Work to complete –
Return only the lines of the listing below that run from the line with "instead of options." through the line with "pub fn prompt(&self)", both ends included, exactly as written.

START Records for the task

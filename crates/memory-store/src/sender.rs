//! A message sender that records everything it is asked to send.

use std::collections::HashSet;

use async_trait::async_trait;
use bot_core::{ChatId, MessageSender, Prompt, SendError};
use tokio::sync::Mutex;

/// One recorded outbound message.
#[derive(Debug, Clone, PartialEq, Eq)]
pub enum Sent {
    Text {
        chat_id: ChatId,
        text: String,
    },
    Prompt {
        chat_id: ChatId,
        prompt: Prompt,
    },
    Photo {
        chat_id: ChatId,
        photo: String,
        caption: String,
    },
    Chart {
        chat_id: ChatId,
        labels: Vec<String>,
        values: Vec<u64>,
    },
}

impl Sent {
    pub fn chat_id(&self) -> ChatId {
        match self {
            Sent::Text { chat_id, .. }
            | Sent::Prompt { chat_id, .. }
            | Sent::Photo { chat_id, .. }
            | Sent::Chart { chat_id, .. } => *chat_id,
        }
    }

    /// The visible text, if the message has any.
    pub fn text(&self) -> Option<&str> {
        match self {
            Sent::Text { text, .. } => Some(text),
            Sent::Prompt { prompt, .. } => Some(&prompt.text),
            Sent::Photo { caption, .. } => Some(caption),
            Sent::Chart { .. } => None,
        }
    }
}

/// Records sent messages; optionally fails for chosen recipients.
#[derive(Debug, Default)]
pub struct RecordingSender {
    sent: Mutex<Vec<Sent>>,
    failing: HashSet<ChatId>,
    charts: bool,
}

impl RecordingSender {
    pub fn new() -> Self {
        Self::default()
    }

    /// Reject every send to the given chats.
    pub fn failing_for(mut self, chats: impl IntoIterator<Item = ChatId>) -> Self {
        self.failing.extend(chats);
        self
    }

    /// Accept chart sends instead of reporting them unsupported.
    pub fn with_charts(mut self) -> Self {
        self.charts = true;
        self
    }

    /// Everything sent so far, in order.
    pub async fn sent(&self) -> Vec<Sent> {
        self.sent.lock().await.clone()
    }

    /// Visible texts sent to one chat, in order.
    pub async fn texts_to(&self, chat_id: ChatId) -> Vec<String> {
        self.sent
            .lock()
            .await
            .iter()
            .filter(|s| s.chat_id() == chat_id)
            .filter_map(|s| s.text().map(str::to_string))
            .collect()
    }

    /// The last message sent to one chat.
    pub async fn last_to(&self, chat_id: ChatId) -> Option<Sent> {
        self.sent
            .lock()
            .await
            .iter()
            .rev()
            .find(|s| s.chat_id() == chat_id)
            .cloned()
    }

    pub async fn clear(&self) {
        self.sent.lock().await.clear();
    }

    async fn record(&self, sent: Sent) -> Result<(), SendError> {
        if self.failing.contains(&sent.chat_id()) {
            return Err(SendError::Rejected(format!("chat {} blocked", sent.chat_id())));
        }
        self.sent.lock().await.push(sent);
        Ok(())
    }
}

#[async_trait]
impl MessageSender for RecordingSender {
    async fn send_text(&self, chat_id: ChatId, text: &str) -> Result<(), SendError> {
        self.record(Sent::Text {
            chat_id,
            text: text.to_string(),
        })
        .await
    }

    async fn send_photo(
        &self,
        chat_id: ChatId,
        photo: &str,
        caption: &str,
    ) -> Result<(), SendError> {
        self.record(Sent::Photo {
            chat_id,
            photo: photo.to_string(),
            caption: caption.to_string(),
        })
        .await
    }

    async fn send_prompt(&self, chat_id: ChatId, prompt: &Prompt) -> Result<(), SendError> {
        self.record(Sent::Prompt {
            chat_id,
            prompt: prompt.clone(),
        })
        .await
    }

    async fn send_chart(
        &self,
        chat_id: ChatId,
        labels: &[String],
        values: &[u64],
    ) -> Result<(), SendError> {
        if !self.charts {
            return Err(SendError::Unsupported("charts"));
        }
        self.record(Sent::Chart {
            chat_id,
            labels: labels.to_vec(),
            values: values.to_vec(),
        })
        .await
    }
}
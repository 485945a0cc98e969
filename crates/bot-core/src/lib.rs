//! Core types and collaborator traits for the lead funnel bot.
//!
//! This crate provides the shared vocabulary for every other crate in the
//! workspace. It defines:
//!
//! - [`ChatId`] and [`State`] - chat identity and the dialog state/milestone enum
//! - [`Lead`] / [`BroadcastStat`] - immutable records produced by the core
//! - [`InboundEvent`] / [`Prompt`] - transport-neutral input and output
//! - [`UserDirectory`], [`LeadStore`], [`FunnelStore`], [`BroadcastStatStore`],
//!   [`LeadDelivery`] and [`MessageSender`] - the collaborator seams
//!
//! # Example
//!
//! ```rust
//! use bot_core::{async_trait, ChatId, MessageSender, SendError};
//!
//! struct PrintSender;
//!
//! #[async_trait]
//! impl MessageSender for PrintSender {
//!     async fn send_text(&self, chat_id: ChatId, text: &str) -> Result<(), SendError> {
//!         println!("{chat_id}: {text}");
//!         Ok(())
//!     }
//!
//!     async fn send_photo(
//!         &self,
//!         chat_id: ChatId,
//!         photo: &str,
//!         caption: &str,
//!     ) -> Result<(), SendError> {
//!         println!("{chat_id}: [photo {photo}] {caption}");
//!         Ok(())
//!     }
//! }
//! ```

mod error;
mod message;
mod model;
mod trait_def;

pub use error::{DeliveryError, SendError, StoreError};
pub use message::{InboundEvent, Keyboard, Payload, Prompt};
pub use model::{BroadcastStat, ChatId, Lead, State, UnknownState};
pub use trait_def::{
    BroadcastStatStore, FunnelStore, LeadDelivery, LeadStore, MessageSender, UserDirectory,
    DEFAULT_RECENT_STATS,
};

// Re-export async_trait for convenience
pub use async_trait::async_trait;
//! Application state shared across HTTP handlers.

use database::Database;
use funnel::FunnelAnalytics;

/// Shared application state.
#[derive(Clone)]
pub struct AppState {
    /// Database connection.
    pub db: Database,
    /// Funnel analytics over the same database.
    pub funnel: FunnelAnalytics,
}

impl AppState {
    /// Create new application state.
    pub fn new(db: Database, funnel: FunnelAnalytics) -> Self {
        Self { db, funnel }
    }
}
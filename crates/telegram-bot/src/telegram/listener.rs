//! Long polling and conversion of Telegram messages into inbound events.

use bot_core::{InboundEvent, Payload};
use teloxide::prelude::*;
use teloxide::types::ChatKind;
use tokio::sync::mpsc;
use tokio::task::JoinHandle;
use tracing::{debug, info, warn};

/// Start long polling and forward supported private messages to `tx`.
///
/// Non-message updates and group chats are ignored. The task ends when
/// polling stops.
pub fn spawn(bot: Bot, tx: mpsc::Sender<InboundEvent>) -> JoinHandle<()> {
    info!("Starting Telegram long polling");

    tokio::spawn(async move {
        let handler = Update::filter_message().endpoint(move |msg: Message| {
            let tx = tx.clone();
            async move {
                if !is_private(&msg) {
                    debug!(chat_id = msg.chat.id.0, "Ignoring non-private message");
                    return respond(());
                }

                match to_event(&msg) {
                    Some(event) => {
                        if tx.send(event).await.is_err() {
                            warn!("Inbound channel closed, dropping message");
                        }
                    }
                    None => debug!(msg_id = msg.id.0, "Ignoring unsupported message type"),
                }

                respond(())
            }
        });

        Dispatcher::builder(bot, handler)
            .default_handler(|_| async {})
            .build()
            .dispatch()
            .await;

        info!("Telegram long polling stopped");
    })
}

fn is_private(msg: &Message) -> bool {
    matches!(msg.chat.kind, ChatKind::Private(_))
}

/// Convert a message into an inbound event.
///
/// A shared contact wins over text. Photos use the largest size and an
/// empty caption when none was given. Anything else yields `None`.
fn to_event(msg: &Message) -> Option<InboundEvent> {
    let payload = if let Some(contact) = msg.contact() {
        Payload::Contact {
            phone: contact.phone_number.clone(),
        }
    } else if let Some(photos) = msg.photo() {
        let largest = photos.last()?;
        Payload::Photo {
            file_id: largest.file.id.to_string(),
            caption: msg.caption().unwrap_or_default().to_string(),
        }
    } else {
        Payload::Text(msg.text()?.to_string())
    };

    Some(InboundEvent {
        chat_id: msg.chat.id.0.into(),
        payload,
    })
}
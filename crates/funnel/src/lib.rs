//! Funnel analytics for the lead funnel bot.
//!
//! [`FunnelAnalytics`] records which milestones each chat has reached and
//! renders step-over-step conversion, either as a text [`FunnelReport`] or as
//! a [`ChartSeries`] for a charting collaborator.
//!
//! # Example
//!
//! ```rust,ignore
//! let funnel = FunnelAnalytics::new(store);
//! funnel.reach(ChatId(1), State::Intro).await?;
//!
//! match funnel.report().await {
//!     Some(report) => println!("{report}"),
//!     None => println!("{NO_FUNNEL_DATA}"),
//! }
//! ```

mod report;

use std::collections::HashMap;
use std::sync::Arc;

use bot_core::{ChatId, FunnelStore, State, StoreError};
use tracing::{debug, warn};

pub use report::{ChartSeries, FunnelReport, FunnelRow, BAR_WIDTH, NO_FUNNEL_DATA};

/// Milestones shown in reports, in funnel order.
pub const MILESTONES: [State; 6] = [
    State::Intro,
    State::Purpose,
    State::Bedrooms,
    State::Payment,
    State::RequestPhone,
    State::LeadSaved,
];

/// Human-readable milestone label.
pub fn label(state: State) -> &'static str {
    match state {
        State::Start => "Старт",
        State::Intro => "Приветствие",
        State::Purpose => "Цель",
        State::Bedrooms => "Спальни",
        State::Payment => "Оплата",
        State::FinalMessage => "Оффер и каталог",
        State::RequestPhone => "Запрос номера",
        State::LeadSaved => "Лид",
    }
}

/// Funnel analytics over a [`FunnelStore`].
#[derive(Clone)]
pub struct FunnelAnalytics {
    store: Arc<dyn FunnelStore>,
}

impl FunnelAnalytics {
    pub fn new(store: Arc<dyn FunnelStore>) -> Self {
        Self { store }
    }

    /// Record that a chat reached a milestone.
    ///
    /// [`State::Start`] is not a milestone and is ignored.
    pub async fn reach(&self, chat_id: ChatId, state: State) -> Result<(), StoreError> {
        if state == State::Start {
            return Ok(());
        }
        debug!(chat_id = %chat_id, state = %state, "Funnel reach");
        self.store.hit(state, chat_id).await
    }

    /// Distinct chat counts per milestone. Store failures yield an empty map.
    pub async fn counts(&self) -> HashMap<State, u64> {
        match self.store.counts().await {
            Ok(counts) => counts,
            Err(e) => {
                warn!(error = %e, "Failed to load funnel counts");
                HashMap::new()
            }
        }
    }

    /// Build the conversion report, or `None` when nothing was recorded.
    pub async fn report(&self) -> Option<FunnelReport> {
        let counts = self.counts().await;
        let values: Vec<u64> = MILESTONES
            .iter()
            .map(|state| counts.get(state).copied().unwrap_or(0))
            .collect();
        FunnelReport::build(&MILESTONES, &values)
    }

    /// Labels and counts in milestone order.
    pub async fn chart_series(&self) -> ChartSeries {
        let counts = self.counts().await;
        ChartSeries {
            labels: MILESTONES.iter().map(|s| label(*s).to_string()).collect(),
            values: MILESTONES
                .iter()
                .map(|s| counts.get(s).copied().unwrap_or(0))
                .collect(),
        }
    }
}
//! Per-chat qualification progress and the dialog's reply type.

use bot_core::{ChatId, Keyboard, Lead, Prompt, State};
use chrono::{DateTime, Utc};

/// Mutable qualification progress of one chat.
///
/// `phone` is only ever set once `state` reached [`State::RequestPhone`].
#[derive(Debug, Clone, Default, PartialEq, Eq)]
pub struct Session {
    pub state: State,
    pub purpose: Option<String>,
    pub bedroom_count: Option<String>,
    pub payment_method: Option<String>,
    pub phone: Option<String>,
}

impl Session {
    /// Build the lead record for this session, if a phone was captured.
    pub fn to_lead(&self, chat_id: ChatId, created_at: DateTime<Utc>) -> Option<Lead> {
        let phone = self.phone.clone()?;
        Some(Lead {
            chat_id,
            purpose: self.purpose.clone().unwrap_or_default(),
            bedroom_count: self.bedroom_count.clone().unwrap_or_default(),
            payment_method: self.payment_method.clone().unwrap_or_default(),
            phone,
            created_at,
        })
    }
}

/// What the dialog wants sent back after handling one input.
#[derive(Debug, Clone, Default, PartialEq, Eq)]
pub struct Reply {
    /// Extra message sent before `text` (offers, intro notice).
    pub preface: Option<String>,
    pub text: String,
    pub options: Vec<String>,
    /// Set when the input moved the session to a new state.
    pub advance_to: Option<State>,
    pub remove_keyboard: bool,
    /// Label of a share-contact button to show instead of options.
    pub request_contact: Option<String>,
    /// The phone was captured by this input; lead side effects are due.
    pub lead_captured: bool,
}

impl Reply {
    pub(crate) fn ask(text: &str, options: &[String], advance_to: State) -> Self {
        Self {
            text: text.to_string(),
            options: options.to_vec(),
            advance_to: Some(advance_to),
            ..Default::default()
        }
    }

    pub(crate) fn reprompt(text: &str, options: &[String]) -> Self {
        Self {
            text: text.to_string(),
            options: options.to_vec(),
            ..Default::default()
        }
    }

    /// The main message as a transport prompt.
    pub fn prompt(&self) -> Prompt {
        let keyboard = if let Some(label) = &self.request_contact {
            Keyboard::RequestContact(label.clone())
        } else if self.remove_keyboard {
            Keyboard::Remove
        } else if self.options.is_empty() {
            Keyboard::Keep
        } else {
            Keyboard::Options(self.options.clone())
        };
        Prompt {
            text: self.text.clone(),
            keyboard,
        }
    }
}

#[cfg(test)]
mod tests {
    use super::*;

    #[test]
    fn test_to_lead_requires_phone() {
        let session = Session {
            state: State::RequestPhone,
            purpose: Some("Для себя".to_string()),
            ..Default::default()
        };
        assert!(session.to_lead(ChatId(1), Utc::now()).is_none());
    }

    #[test]
    fn test_to_lead_copies_fields() {
        let session = Session {
            state: State::LeadSaved,
            purpose: Some("Для себя".to_string()),
            bedroom_count: Some("2 спальни".to_string()),
            payment_method: Some("Ипотека".to_string()),
            phone: Some("+79991234567".to_string()),
        };
        let lead = session.to_lead(ChatId(5), Utc::now()).unwrap();
        assert_eq!(lead.chat_id, ChatId(5));
        assert_eq!(lead.bedroom_count, "2 спальни");
        assert_eq!(lead.payment_method, "Ипотека");
        assert_eq!(lead.phone, "+79991234567");
    }

    #[test]
    fn test_prompt_keyboard_precedence() {
        let reply = Reply {
            text: "phone?".to_string(),
            options: vec!["a".to_string()],
            request_contact: Some("Share".to_string()),
            ..Default::default()
        };
        assert_eq!(
            reply.prompt().keyboard,
            Keyboard::RequestContact("Share".to_string())
        );

        let reply = Reply {
            text: "bye".to_string(),
            remove_keyboard: true,
            ..Default::default()
        };
        assert_eq!(reply.prompt().keyboard, Keyboard::Remove);
    }
}
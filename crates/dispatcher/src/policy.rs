//! Operator authorisation.

use std::collections::HashSet;

use bot_core::ChatId;
use tracing::warn;

/// The fixed set of chats allowed to run admin commands.
#[derive(Debug, Clone, Default)]
pub struct AdminPolicy {
    admins: HashSet<ChatId>,
}

impl AdminPolicy {
    pub fn new(admins: impl IntoIterator<Item = ChatId>) -> Self {
        Self {
            admins: admins.into_iter().collect(),
        }
    }

    /// Parse a comma-separated list of chat IDs, skipping invalid entries.
    pub fn from_list(list: &str) -> Self {
        let admins = list
            .split(',')
            .map(str::trim)
            .filter(|s| !s.is_empty())
            .filter_map(|s| match s.parse::<i64>() {
                Ok(id) => Some(ChatId(id)),
                Err(_) => {
                    warn!(entry = %s, "Skipping invalid admin chat id");
                    None
                }
            });
        Self::new(admins)
    }

    pub fn is_admin(&self, chat_id: ChatId) -> bool {
        self.admins.contains(&chat_id)
    }

    pub fn len(&self) -> usize {
        self.admins.len()
    }

    pub fn is_empty(&self) -> bool {
        self.admins.is_empty()
    }
}
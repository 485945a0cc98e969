//! Lead forwarding for the lead funnel bot.
//!
//! - [`LeadGateway`] forwards captured leads in the background with a timeout
//! - [`MacroCrmClient`] is a [`LeadDelivery`](bot_core::LeadDelivery) that
//!   posts leads to the MacroCRM estate request API
//!
//! # Example
//!
//! ```no_run
//! use std::sync::Arc;
//! use lead_delivery::{LeadGateway, MacroCrmClient, MacroCrmConfig};
//!
//! # fn example() -> Result<(), bot_core::DeliveryError> {
//! if let Some(config) = MacroCrmConfig::from_env() {
//!     let gateway = LeadGateway::new(Arc::new(MacroCrmClient::new(config)?));
//! }
//! # Ok(())
//! # }
//! ```

mod config;
mod gateway;
mod macrocrm;

pub use config::{MacroCrmConfig, DEFAULT_BASE_URL};
pub use gateway::{LeadGateway, DEFAULT_FORWARD_TIMEOUT};
pub use macrocrm::{sign, MacroCrmClient};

END Records for the task

Your response –
    /// Label of a share-contact button to show instead of options.
    pub request_contact: Option<String>,
    /// The phone was captured by this input; lead side effects are due.
    pub lead_captured: bool,
}

impl Reply {
    pub(crate) fn ask(text: &str, options: &[String], advance_to: State) -> Self {
        Self {
            text: text.to_string(),
            options: options.to_vec(),
            advance_to: Some(advance_to),
            ..Default::default()
        }
    }

    pub(crate) fn reprompt(text: &str, options: &[String]) -> Self {
        Self {
            text: text.to_string(),
            options: options.to_vec(),
            ..Default::default()
        }
    }

    /// The main message as a transport prompt.
    pub fn prompt(&self) -> Prompt {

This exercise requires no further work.